|The last blog I wrote was about Street Photography. Although all the images I shared contained people’ they were not specifically photographs of people. I think Street Photography is an accepted genre which often includes specific photographs of people. In the same way this is true of event photography. For instance in June I was part of the photographic team recording the Wimborne Folk Festival. I was tasked over the two days to photograph all the dance teams and their musicians performing in the streets. What was required was a record of what was happening in the streets of Wimborne. As an event photographer you want the images that you submit to represent what you and the audiences experienced. The diversity of the styles of dance and music, the colour vibrancy and music all around you and most of all the joy of live performance. To achieve this I took almost 2000 images which I am sure included at least the same number of people. I thoroughly enjoyed the weekend and think that the images I submitted to the organizers fulfilled those aims.|
However as I am working away amongst the performers I have my eyes open for something different. I am always looking for somebody who will be an ideal subject for a “People” picture. It may be the way that they dress, the way they stand, the way that they move or how they are interacting with the performance. The British have a reputation for eccentricity and originality and that is what I am looking for. For instance if I see somebody with a flowing grey beard wearing a Pith helmet, a waistcoat, white trousers and with English Setter on a lead, I know with a bit of luck I am going to get a good picture. I am a bit like a writer who observes the people around him absorbing their characters for use in future novels. I have been photographing the festival for the last 20 years so when my Pith helmet meets up with the top hat worn by 92 year old Sarum Morris Member it can only get better.

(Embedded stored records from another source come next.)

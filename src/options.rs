//! Option scopes: `key=value` dictionaries loaded from a source, consulted
//! by the `%{scope&name|default}` late-binding substitution used in checker
//! configuration fields.
//!
//! Grounded on `original_source/src/options.c`'s `options_load()` and
//! `options_subst()`.

use std::collections::HashMap;

use crate::sources::Source;

/// A named `key = value` map loaded once at init from a source.
pub struct OptionScope {
    pub name: String,
    map: HashMap<String, String>,
}

impl OptionScope {
    pub fn load(name: &str, source: &Source, filter: &str) -> anyhow::Result<Self> {
        let text = source.data(filter)?;
        Ok(OptionScope {
            name: name.to_string(),
            map: parse_kv(&text),
        })
    }

    pub fn get(&self, key: &str) -> Option<&str> {
        self.map.get(key).map(|s| s.as_str())
    }
}

/// Parse `# comment`-stripped, backslash-continued `key = value` lines.
/// First occurrence of a duplicate key wins.
fn parse_kv(text: &str) -> HashMap<String, String> {
    let mut map = HashMap::new();
    let mut pending = String::new();
    for raw in text.lines() {
        let line = if let Some(stripped) = raw.strip_suffix('\\') {
            pending.push_str(stripped);
            continue;
        } else {
            pending.push_str(raw);
            std::mem::take(&mut pending)
        };

        let without_comment = strip_comment(&line);
        let trimmed = without_comment.trim();
        if trimmed.is_empty() {
            continue;
        }
        if let Some(eq) = trimmed.find('=') {
            let key = trimmed[..eq].trim().to_string();
            let value = trimmed[eq + 1..].trim().to_string();
            map.entry(key).or_insert(value);
        }
    }
    map
}

fn strip_comment(line: &str) -> &str {
    match line.find('#') {
        Some(pos) => &line[..pos],
        None => line,
    }
}

/// Run `%{...}` substitution against `s` using `scopes` in declaration
/// order. Returns `None` if an unterminated `%{` is found anywhere in the
/// string, in which case the caller must leave the original unchanged.
pub fn substitute(s: &str, scopes: &[OptionScope]) -> Option<String> {
    let mut out = String::with_capacity(s.len());
    let mut rest = s;
    loop {
        match rest.find("%{") {
            None => {
                out.push_str(rest);
                return Some(out);
            }
            Some(start) => {
                out.push_str(&rest[..start]);
                let after = &rest[start + 2..];
                let end = after.find('}')?;
                let expr = &after[..end];
                out.push_str(&resolve_expr(expr, scopes));
                rest = &after[end + 1..];
            }
        }
    }
}

/// Resolve one `scope&name|default` expression (the part between `%{` and
/// `}`). Missing value with no default substitutes the empty string.
fn resolve_expr(expr: &str, scopes: &[OptionScope]) -> String {
    let (lookup, default) = match expr.find('|') {
        Some(pos) => (&expr[..pos], Some(&expr[pos + 1..])),
        None => (expr, None),
    };

    let (scope_name, option_name) = match lookup.find('&') {
        Some(pos) => {
            let scope = &lookup[..pos];
            let name = &lookup[pos + 1..];
            if scope.is_empty() {
                (None, name)
            } else {
                (Some(scope), name)
            }
        }
        None => (None, lookup),
    };

    let found = match scope_name {
        Some(scope) => scopes
            .iter()
            .find(|sc| sc.name == scope)
            .and_then(|sc| sc.get(option_name)),
        None => scopes.iter().find_map(|sc| sc.get(option_name)),
    };

    found
        .map(|v| v.to_string())
        .or_else(|| default.map(|d| d.to_string()))
        .unwrap_or_default()
}

#[cfg(test)]
mod tests {
    use super::*;

    fn scope(name: &str, pairs: &[(&str, &str)]) -> OptionScope {
        OptionScope {
            name: name.to_string(),
            map: pairs
                .iter()
                .map(|(k, v)| (k.to_string(), v.to_string()))
                .collect(),
        }
    }

    #[test]
    fn scoped_lookup() {
        let scopes = vec![scope("sys", &[("enabled", "on")])];
        assert_eq!(
            substitute("%{sys&enabled}", &scopes),
            Some("on".to_string())
        );
    }

    #[test]
    fn unscoped_lookup_searches_declaration_order() {
        let scopes = vec![scope("a", &[]), scope("b", &[("x", "1")])];
        assert_eq!(substitute("%{x}", &scopes), Some("1".to_string()));
        assert_eq!(substitute("%{&x}", &scopes), Some("1".to_string()));
    }

    #[test]
    fn default_used_when_missing() {
        let scopes = vec![scope("sys", &[])];
        assert_eq!(
            substitute("%{sys&enabled|on}", &scopes),
            Some("on".to_string())
        );
    }

    #[test]
    fn missing_no_default_is_empty_string() {
        let scopes = vec![scope("sys", &[])];
        assert_eq!(substitute("%{sys&enabled}", &scopes), Some(String::new()));
    }

    #[test]
    fn unterminated_brace_nullifies_substitution() {
        let scopes = vec![scope("sys", &[("a", "1")])];
        assert_eq!(substitute("foo %{sys&a bar", &scopes), None);
    }

    #[test]
    fn parses_kv_with_comments_and_continuation() {
        let text = "a = 1 # comment\nb \\\n= 2\n# full comment\nc=3\na=ignored";
        let map = parse_kv(text);
        assert_eq!(map.get("a").map(|s| s.as_str()), Some("1"));
        assert_eq!(map.get("b").map(|s| s.as_str()), Some("2"));
        assert_eq!(map.get("c").map(|s| s.as_str()), Some("3"));
    }
}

|Wimborne Folk Festival is a real family event for both performers and audience. The children love the spectacle and are enthralled by all aspects of the event and if their parents are dancing or playing they soon become involved. Three years ago I photographed this image of a father and his son; almost a “mini me” the boy hadn’t earned his bells and I can only hope that it is juice in his tankard. This year I was pleased to see that he had his bells and was joined by his younger brother.|
|As I say, I spend time people watching and I have a good memory for faces. This is another example of the same child but 3 years apart.|
When photographing dance groups I will often adopt a low view point, using a wide angle lens this will enhance the drama of the dance. Once down there I will be looking at the audience; in particular the children, for more people pictures.
The festival is usually blessed with wonderful weather, in all the years that I have photograhed there it has only rained one morning. June is hot, ice cream is high on most peoples’ agenda.
If it’s not ice cream then it is beer or a cigarette!
During the day, at each of the venues in the town, 2 dance teams will be sharing the performance. Whilst I am there primarily to photograph the dancing, it always pays to keep an eye on the non-performers who can be a great source for people pictures.
After all these years I think I have developed a sense for what will make a good “people image. You just look around you, engage with everybody and you will hear some of them saying to you photograph me, I am different.